3. generate lattice for the given space group which is used in step 1), randomly.
4. combine the results from step 2) and 3) to obtain a legal structure.

Usually, we also have to check the `volume` and `atomic distances` of generated structure, only keep the structures which have reasonable `volume` and `atomic distances`.

To facilitate these jobs, our `crystallus` library provides four modules:

* `WyckoffCfgGenerator`: generate possible Wyckoff configurations for the given space group and composition of primitive cell.
* `CrystalGenerator`: generate crystal structures for the given space group and Wyckoff configurations.
* `WyckoffDB, SpaceGroupDB`: database include space group and corresponding Wyckoff information.

We will show how to use `crystallus` to generate legal structures.

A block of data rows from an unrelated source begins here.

//! RoCC core/accelerator messages.
//!
//! Field names follow the Rocket chip signal groups (`core_cmd_*`, `core_resp_*`). The
//! harness drives these channels through reduced builders (`type`, `xreg`, `data`), which
//! map onto a subset of the physical fields; everything else takes the defaults below.

mod cmd;
mod resp;

pub use cmd::*;
pub use resp::*;

/// RISC-V `custom-0` major opcode.
pub const ROCC_CUSTOM0_OPCODE: u8 = 0b000_1011;

pub const ROCC_FUNCT_NBITS: usize = 7;
pub const ROCC_REG_NBITS: usize = 5;
pub const ROCC_OPCODE_NBITS: usize = 7;
pub const ROCC_XLEN: usize = 64;
//! MSB-first field tables.
//!
//! A [BitLayout] lists the fields of a message in concatenation order, most significant
//! first, and assigns every field its offset from the LSB. The same table drives packing and
//! extraction, so both paths always agree on positions.

use std::fmt;

use itertools::Itertools;
use num_bigint_dig::BigUint;
use num_traits::Zero;

use crate::{Bits, BitsError, OverflowPolicy};

/// A named field at a fixed position within a message.
#[derive(Clone, Debug, PartialEq, Eq)]
pub struct FieldSlot {
    pub name: &'static str,
    /// Offset of the field's lowest bit from bit 0 of the message.
    pub lsb: usize,
    pub nbits: usize,
}

impl FieldSlot {
    /// Index of the field's highest bit, or `None` for a zero-width field.
    pub fn msb(&self) -> Option<usize> {
        (self.nbits > 0).then(|| self.lsb + self.nbits - 1)
    }
}

impl fmt::Display for FieldSlot {
    fn fmt(&self, f: &mut fmt::Formatter<'_>) -> fmt::Result {
        match self.msb() {
            Some(msb) => write!(f, "{}[{}:{}]", self.name, msb, self.lsb),
            None => write!(f, "{}[]", self.name),
        }
    }
}

#[derive(Clone, Debug, PartialEq, Eq)]
pub struct BitLayout {
    slots: Vec<FieldSlot>,
    nbits: usize,
}

impl BitLayout {
    /// Builds a layout from `(name, nbits)` pairs given most significant first. The last
    /// field ends up at bit 0.
    pub fn msb_first(fields: impl IntoIterator<Item = (&'static str, usize)>) -> Self {
        let fields = fields.into_iter().collect_vec();
        let nbits = fields.iter().map(|&(_, nbits)| nbits).sum();

        let mut lsb = nbits;
        let slots = fields
            .into_iter()
            .map(|(name, nbits)| {
                lsb -= nbits;
                FieldSlot { name, lsb, nbits }
            })
            .collect();
        Self { slots, nbits }
    }

    /// Total width of the message.
    pub fn nbits(&self) -> usize {
        self.nbits
    }

    pub fn slots(&self) -> &[FieldSlot] {
        &self.slots
    }

    pub fn slot(&self, index: usize) -> &FieldSlot {
        &self.slots[index]
    }

    pub fn find(&self, name: &str) -> Option<&FieldSlot> {
        self.slots.iter().find(|slot| slot.name == name)
    }

    /// Concatenates `values`, one per slot and in slot order, into a single vector.
    ///
    /// Each value goes through `policy` first, so the result never exceeds [Self::nbits].
    pub fn pack<I>(&self, values: I, policy: OverflowPolicy) -> Result<Bits, BitsError>
    where
        I: IntoIterator,
        I::Item: Into<BigUint>,
    {
        let values = values.into_iter().map(Into::into).collect_vec();
        if values.len() != self.slots.len() {
            return Err(BitsError::FieldCountMismatch {
                expected: self.slots.len(),
                actual: values.len(),
            });
        }

        let mut acc = BigUint::zero();
        for (slot, value) in self.slots.iter().zip_eq(values) {
            let value = policy.fit(slot.name, slot.nbits, value)?;
            acc = &(acc << slot.nbits) | &value;
        }
        Bits::new(self.nbits, acc)
    }

    /// Extracts the field at `index`.
    pub fn extract(&self, bits: &Bits, index: usize) -> Bits {
        let slot = self.slot(index);
        bits.slice(slot.lsb, slot.nbits)
    }

    /// Extracts every field, in slot order.
    pub fn unpack(&self, bits: &Bits) -> Vec<Bits> {
        self.slots
            .iter()
            .map(|slot| bits.slice(slot.lsb, slot.nbits))
            .collect()
    }
}

impl fmt::Display for BitLayout {
    fn fmt(&self, f: &mut fmt::Formatter<'_>) -> fmt::Result {
        write!(f, "{}", self.slots.iter().join(" "))
    }
}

### 1. generate Wyckoff configurations

As an example, we will try to generate structures for `Ca2C2O6`. The true space group of this structure is `167`, and the Wyckoff configuration is `{Ca: 2b, C: 2a, O: 6e}`.
You can use `SpaceGroupDB` to get the information of Wyckoff position about space group `167`.

In [2]:
from crystallus import SpaceGroupDB

wys = SpaceGroupDB.get(spacegroup_num=167).wyckoffs
[{'Wyckoff letter': w.letter, 'multiplicity': w.multiplicity, 'reusable': w.reuse, 'Wyckoff position': w.positions} for w in wys ]

[{'Wyckoff letter': 'f',
  'multiplicity': 12,
  'reusable': True,
  'Wyckoff position': '(x,y,z), (z,x,y), (y,z,x), (-y+1/2,-x+1/2,-z+1/2), (-x+1/2,-z+1/2,-y+1/2), (-z+1/2,-y+1/2,-x+1/2), (-x,-y,-z), (-z,-x,-y), (-y,-z,-x), (y+1/2,x+1/2,z+1/2), (x+1/2,z+1/2,y+1/2), (z+1/2,y+1/2,x+1/2)'},
 {'Wyckoff letter': 'e',
  'multiplicity': 6,
  'reusable': True,
  'Wyckoff position': '(x,-x+1/2,1/4), (1/4,x,-x+1/2), (-x+1/2,1/4,x), (-x,x+1/2,3/4), (3/4,-x,x+1/2), (x+1/2,3/4,-x)'},
 {'Wyckoff letter': 'd',
  'multiplicity': 6,
  'reusable': False,
  'Wyckoff position': '(1/2,0,0), (0,1/2,0), (0,0,1/2), (1/2,0,1/2), (0,1/2,1/2), (1/2,1/2,0)'},
 {'Wyckoff letter': 'c',
  'multiplicity': 4,
  'reusable': True,
  'Wyckoff position': '(x,x,x), (-x+1/2,-x+1/2,-x+1/2), (-x,-x,-x), (x+1/2,x+1/2,x+1/2)'},
 {'Wyckoff letter': 'b',
  'multiplicity': 2,
  'reusable': False,
  'Wyckoff position': '(0,0,0), (1/2,1/2,1/2)'},
 {'Wyckoff letter': 'a',
  'multiplicity': 2,
  'reusable': False,
  'Wyckoff position

Let's generate some possible Wyckoff configurations for the composition `Ca2C2O6` under space group `167`.

In [3]:
from crystallus import WyckoffCfgGenerator

WyckoffCfgGenerator?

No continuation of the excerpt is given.